## Exercise requirements
Only some lines are wanted. Transcribe, exactly, the lines below from the line with "pub use http_sink::HttpSink;" up to and including the line with "pub trait Clock: Send".

---- Dataset extract

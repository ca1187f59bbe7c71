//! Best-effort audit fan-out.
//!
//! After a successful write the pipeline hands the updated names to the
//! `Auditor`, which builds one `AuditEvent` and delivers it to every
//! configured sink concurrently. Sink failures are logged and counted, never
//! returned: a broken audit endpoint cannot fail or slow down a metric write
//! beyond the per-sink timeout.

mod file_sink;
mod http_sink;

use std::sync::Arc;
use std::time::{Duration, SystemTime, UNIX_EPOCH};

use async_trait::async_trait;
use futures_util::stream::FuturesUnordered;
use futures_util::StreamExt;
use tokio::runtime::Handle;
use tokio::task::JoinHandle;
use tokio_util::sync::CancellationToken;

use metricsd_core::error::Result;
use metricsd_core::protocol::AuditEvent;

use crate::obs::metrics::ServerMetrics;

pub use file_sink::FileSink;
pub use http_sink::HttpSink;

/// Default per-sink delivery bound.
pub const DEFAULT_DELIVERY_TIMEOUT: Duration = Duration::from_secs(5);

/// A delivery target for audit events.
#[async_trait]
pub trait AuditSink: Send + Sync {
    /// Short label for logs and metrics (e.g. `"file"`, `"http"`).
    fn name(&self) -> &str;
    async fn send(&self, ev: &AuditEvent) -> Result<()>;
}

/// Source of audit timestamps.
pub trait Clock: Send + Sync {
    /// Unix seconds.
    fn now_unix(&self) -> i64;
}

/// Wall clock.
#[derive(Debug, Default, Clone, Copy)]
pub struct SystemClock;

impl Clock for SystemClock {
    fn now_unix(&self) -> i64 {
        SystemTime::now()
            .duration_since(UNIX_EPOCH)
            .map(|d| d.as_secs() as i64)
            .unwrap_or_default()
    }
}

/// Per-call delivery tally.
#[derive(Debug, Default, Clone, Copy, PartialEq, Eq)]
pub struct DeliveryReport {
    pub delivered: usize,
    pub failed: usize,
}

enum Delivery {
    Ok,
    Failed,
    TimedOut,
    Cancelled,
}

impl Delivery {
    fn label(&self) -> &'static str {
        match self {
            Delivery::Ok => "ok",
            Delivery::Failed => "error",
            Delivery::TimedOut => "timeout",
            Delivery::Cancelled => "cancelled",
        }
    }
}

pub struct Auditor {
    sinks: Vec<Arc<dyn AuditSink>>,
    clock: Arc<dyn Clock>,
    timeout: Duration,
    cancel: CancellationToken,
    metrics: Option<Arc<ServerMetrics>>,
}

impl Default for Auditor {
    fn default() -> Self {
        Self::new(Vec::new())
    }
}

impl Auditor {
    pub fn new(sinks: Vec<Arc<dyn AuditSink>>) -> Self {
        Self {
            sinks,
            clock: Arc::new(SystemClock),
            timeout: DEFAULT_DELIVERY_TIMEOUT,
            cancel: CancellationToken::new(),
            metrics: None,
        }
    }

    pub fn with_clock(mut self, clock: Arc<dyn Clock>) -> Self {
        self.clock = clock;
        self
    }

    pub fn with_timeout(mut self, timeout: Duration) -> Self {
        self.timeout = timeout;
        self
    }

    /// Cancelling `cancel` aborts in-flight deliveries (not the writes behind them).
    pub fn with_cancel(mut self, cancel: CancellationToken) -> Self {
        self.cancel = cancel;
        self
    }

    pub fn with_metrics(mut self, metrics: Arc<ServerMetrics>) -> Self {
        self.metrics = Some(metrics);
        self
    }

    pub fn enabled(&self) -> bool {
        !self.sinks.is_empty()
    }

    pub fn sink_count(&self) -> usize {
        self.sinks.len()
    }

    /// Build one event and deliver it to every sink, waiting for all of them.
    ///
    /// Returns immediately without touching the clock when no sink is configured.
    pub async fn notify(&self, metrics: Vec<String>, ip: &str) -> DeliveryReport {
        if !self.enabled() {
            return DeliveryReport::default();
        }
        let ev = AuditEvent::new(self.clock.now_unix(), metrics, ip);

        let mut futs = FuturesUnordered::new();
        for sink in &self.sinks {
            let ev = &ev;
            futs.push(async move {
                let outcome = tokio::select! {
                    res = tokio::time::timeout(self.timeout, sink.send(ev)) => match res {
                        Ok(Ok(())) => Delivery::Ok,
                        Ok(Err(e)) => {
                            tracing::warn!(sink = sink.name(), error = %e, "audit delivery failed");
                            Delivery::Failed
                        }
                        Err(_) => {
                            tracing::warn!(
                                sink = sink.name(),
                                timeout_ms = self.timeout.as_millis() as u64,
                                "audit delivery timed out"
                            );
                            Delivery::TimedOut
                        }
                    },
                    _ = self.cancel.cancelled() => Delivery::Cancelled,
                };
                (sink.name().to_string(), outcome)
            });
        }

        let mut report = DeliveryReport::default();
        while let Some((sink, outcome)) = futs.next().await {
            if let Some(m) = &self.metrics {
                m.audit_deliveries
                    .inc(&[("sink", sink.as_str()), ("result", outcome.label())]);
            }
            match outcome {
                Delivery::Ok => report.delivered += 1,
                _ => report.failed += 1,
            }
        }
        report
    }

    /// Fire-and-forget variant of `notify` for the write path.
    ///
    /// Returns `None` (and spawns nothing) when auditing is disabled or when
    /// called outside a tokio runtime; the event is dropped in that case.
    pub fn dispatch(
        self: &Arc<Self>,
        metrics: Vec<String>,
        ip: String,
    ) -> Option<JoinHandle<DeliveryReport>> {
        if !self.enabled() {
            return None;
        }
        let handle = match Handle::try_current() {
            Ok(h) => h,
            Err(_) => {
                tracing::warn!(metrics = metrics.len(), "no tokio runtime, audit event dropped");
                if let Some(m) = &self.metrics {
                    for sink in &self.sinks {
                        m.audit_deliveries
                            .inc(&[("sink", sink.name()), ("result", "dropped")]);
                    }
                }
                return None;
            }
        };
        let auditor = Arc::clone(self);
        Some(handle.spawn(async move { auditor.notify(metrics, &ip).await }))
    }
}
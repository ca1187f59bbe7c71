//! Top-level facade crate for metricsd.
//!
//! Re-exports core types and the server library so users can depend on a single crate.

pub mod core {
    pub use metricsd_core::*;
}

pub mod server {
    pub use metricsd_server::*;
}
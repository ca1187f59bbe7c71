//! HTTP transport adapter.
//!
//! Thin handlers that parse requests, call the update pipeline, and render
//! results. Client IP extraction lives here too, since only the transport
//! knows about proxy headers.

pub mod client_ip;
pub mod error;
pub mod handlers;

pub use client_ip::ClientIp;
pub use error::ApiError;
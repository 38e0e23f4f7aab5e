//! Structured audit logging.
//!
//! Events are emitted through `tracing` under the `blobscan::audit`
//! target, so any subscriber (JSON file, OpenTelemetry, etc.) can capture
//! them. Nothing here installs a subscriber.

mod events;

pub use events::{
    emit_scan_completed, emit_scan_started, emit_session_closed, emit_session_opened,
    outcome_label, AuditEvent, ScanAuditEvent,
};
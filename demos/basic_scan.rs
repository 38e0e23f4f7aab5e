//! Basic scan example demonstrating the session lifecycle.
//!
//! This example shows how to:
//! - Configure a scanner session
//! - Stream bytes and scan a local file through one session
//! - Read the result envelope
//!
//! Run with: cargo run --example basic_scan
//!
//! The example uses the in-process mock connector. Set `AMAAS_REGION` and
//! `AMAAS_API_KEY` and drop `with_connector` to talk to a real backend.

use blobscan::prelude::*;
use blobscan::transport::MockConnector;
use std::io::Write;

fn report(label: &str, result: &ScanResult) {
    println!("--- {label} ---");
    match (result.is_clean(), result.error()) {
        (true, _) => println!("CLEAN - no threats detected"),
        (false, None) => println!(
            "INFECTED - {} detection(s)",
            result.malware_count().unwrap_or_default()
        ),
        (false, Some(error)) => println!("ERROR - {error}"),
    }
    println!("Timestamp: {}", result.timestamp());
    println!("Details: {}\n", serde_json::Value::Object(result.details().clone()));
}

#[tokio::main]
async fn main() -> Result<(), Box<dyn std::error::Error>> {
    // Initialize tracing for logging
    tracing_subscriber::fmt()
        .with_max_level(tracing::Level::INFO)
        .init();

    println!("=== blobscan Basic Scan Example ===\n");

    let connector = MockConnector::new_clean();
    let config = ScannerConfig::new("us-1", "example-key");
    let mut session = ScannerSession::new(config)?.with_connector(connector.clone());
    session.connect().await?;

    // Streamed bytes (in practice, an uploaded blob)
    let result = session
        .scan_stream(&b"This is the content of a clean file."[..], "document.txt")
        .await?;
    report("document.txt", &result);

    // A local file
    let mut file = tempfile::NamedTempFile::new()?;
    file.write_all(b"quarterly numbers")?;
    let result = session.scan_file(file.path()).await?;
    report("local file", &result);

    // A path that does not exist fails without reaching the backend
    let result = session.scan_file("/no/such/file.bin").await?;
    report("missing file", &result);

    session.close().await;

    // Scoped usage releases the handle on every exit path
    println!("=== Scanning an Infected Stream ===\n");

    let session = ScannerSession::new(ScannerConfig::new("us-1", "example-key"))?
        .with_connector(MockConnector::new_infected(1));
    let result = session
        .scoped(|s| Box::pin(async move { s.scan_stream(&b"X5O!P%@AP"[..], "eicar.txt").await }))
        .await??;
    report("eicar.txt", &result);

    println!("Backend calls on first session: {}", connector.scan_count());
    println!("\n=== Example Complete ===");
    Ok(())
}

--------
---- Dataset extract

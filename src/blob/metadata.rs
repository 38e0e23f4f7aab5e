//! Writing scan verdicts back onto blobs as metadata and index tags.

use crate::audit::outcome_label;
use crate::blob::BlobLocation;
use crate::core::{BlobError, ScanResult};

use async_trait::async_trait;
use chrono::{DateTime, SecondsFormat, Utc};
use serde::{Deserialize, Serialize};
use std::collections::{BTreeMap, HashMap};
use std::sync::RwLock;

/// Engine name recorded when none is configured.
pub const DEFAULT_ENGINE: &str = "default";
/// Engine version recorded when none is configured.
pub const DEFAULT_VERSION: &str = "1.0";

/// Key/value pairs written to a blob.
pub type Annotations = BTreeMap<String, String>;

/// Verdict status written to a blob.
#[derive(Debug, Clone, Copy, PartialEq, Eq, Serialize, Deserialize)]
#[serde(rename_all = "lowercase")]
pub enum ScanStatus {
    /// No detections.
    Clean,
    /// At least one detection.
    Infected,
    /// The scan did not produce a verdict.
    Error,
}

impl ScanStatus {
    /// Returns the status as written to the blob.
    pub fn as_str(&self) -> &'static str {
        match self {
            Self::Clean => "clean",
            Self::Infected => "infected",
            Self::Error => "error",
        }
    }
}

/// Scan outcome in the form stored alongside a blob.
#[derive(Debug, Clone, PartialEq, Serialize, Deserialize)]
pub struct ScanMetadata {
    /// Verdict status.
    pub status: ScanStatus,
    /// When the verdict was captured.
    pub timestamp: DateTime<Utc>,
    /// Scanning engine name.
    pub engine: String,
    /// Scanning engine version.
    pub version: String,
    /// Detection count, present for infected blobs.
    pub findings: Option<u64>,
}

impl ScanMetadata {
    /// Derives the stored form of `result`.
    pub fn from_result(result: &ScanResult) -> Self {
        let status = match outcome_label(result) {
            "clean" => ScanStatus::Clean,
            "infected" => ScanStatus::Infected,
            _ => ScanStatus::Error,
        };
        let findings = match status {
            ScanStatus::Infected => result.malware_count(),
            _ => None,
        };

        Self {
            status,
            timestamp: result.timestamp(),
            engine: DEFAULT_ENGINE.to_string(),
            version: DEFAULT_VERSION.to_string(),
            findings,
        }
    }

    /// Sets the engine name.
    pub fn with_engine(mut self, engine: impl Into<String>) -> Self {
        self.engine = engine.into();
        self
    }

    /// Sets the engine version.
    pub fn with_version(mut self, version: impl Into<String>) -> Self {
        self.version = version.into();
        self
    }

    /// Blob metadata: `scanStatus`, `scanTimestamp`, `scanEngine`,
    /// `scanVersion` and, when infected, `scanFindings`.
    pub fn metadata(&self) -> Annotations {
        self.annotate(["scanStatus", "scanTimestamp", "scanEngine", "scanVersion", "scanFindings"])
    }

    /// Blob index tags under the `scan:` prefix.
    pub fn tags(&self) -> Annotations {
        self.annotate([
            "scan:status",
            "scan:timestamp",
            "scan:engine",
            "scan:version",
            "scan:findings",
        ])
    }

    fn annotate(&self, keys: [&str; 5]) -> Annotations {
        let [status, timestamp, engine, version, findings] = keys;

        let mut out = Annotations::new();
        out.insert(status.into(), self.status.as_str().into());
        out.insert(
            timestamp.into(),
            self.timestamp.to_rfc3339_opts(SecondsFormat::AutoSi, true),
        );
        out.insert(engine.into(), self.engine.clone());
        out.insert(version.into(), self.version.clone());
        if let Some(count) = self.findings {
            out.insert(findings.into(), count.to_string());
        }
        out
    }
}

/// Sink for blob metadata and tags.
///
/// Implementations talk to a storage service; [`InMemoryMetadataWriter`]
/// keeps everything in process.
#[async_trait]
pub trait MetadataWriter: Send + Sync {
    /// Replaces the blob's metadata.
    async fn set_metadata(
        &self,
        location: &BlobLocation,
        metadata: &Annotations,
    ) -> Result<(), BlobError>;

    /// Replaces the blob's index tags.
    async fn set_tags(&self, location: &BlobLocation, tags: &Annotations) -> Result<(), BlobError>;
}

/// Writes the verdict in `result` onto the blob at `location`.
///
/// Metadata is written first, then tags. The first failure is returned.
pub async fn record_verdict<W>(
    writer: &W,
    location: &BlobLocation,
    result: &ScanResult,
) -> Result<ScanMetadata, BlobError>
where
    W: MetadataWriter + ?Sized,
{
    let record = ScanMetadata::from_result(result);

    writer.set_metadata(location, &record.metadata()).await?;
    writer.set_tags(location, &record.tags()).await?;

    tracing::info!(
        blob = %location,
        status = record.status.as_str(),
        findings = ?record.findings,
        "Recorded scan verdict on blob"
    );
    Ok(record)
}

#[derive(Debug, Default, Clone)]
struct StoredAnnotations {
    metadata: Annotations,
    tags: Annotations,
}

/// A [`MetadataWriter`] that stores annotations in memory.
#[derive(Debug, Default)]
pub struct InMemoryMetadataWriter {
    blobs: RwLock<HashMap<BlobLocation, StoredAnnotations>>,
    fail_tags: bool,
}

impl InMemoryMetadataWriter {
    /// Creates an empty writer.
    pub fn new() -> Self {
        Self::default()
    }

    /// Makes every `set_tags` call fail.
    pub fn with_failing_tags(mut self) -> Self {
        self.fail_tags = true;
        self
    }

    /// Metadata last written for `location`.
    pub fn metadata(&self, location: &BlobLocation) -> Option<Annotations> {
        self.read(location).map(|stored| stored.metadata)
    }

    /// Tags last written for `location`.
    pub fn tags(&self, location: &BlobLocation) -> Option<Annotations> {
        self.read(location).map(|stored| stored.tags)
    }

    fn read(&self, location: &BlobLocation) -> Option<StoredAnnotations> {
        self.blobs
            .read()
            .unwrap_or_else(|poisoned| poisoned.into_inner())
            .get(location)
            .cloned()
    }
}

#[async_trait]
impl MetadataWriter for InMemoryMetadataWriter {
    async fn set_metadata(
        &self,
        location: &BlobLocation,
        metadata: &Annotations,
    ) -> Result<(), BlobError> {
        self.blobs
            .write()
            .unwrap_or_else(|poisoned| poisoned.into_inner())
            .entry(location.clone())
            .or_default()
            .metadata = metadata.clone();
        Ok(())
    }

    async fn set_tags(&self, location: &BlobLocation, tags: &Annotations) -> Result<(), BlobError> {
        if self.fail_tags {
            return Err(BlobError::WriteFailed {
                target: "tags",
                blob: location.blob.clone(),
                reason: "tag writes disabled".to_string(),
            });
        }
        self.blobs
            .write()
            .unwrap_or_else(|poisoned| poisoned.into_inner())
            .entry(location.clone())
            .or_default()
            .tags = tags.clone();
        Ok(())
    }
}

--------

## Completed exercise
pub use http_sink::HttpSink;

/// Default per-sink delivery bound.
pub const DEFAULT_DELIVERY_TIMEOUT: Duration = Duration::from_secs(5);

/// A delivery target for audit events.
#[async_trait]
pub trait AuditSink: Send + Sync {
    /// Short label for logs and metrics (e.g. `"file"`, `"http"`).
    fn name(&self) -> &str;
    async fn send(&self, ev: &AuditEvent) -> Result<()>;
}

/// Source of audit timestamps.
pub trait Clock: Send + Sync {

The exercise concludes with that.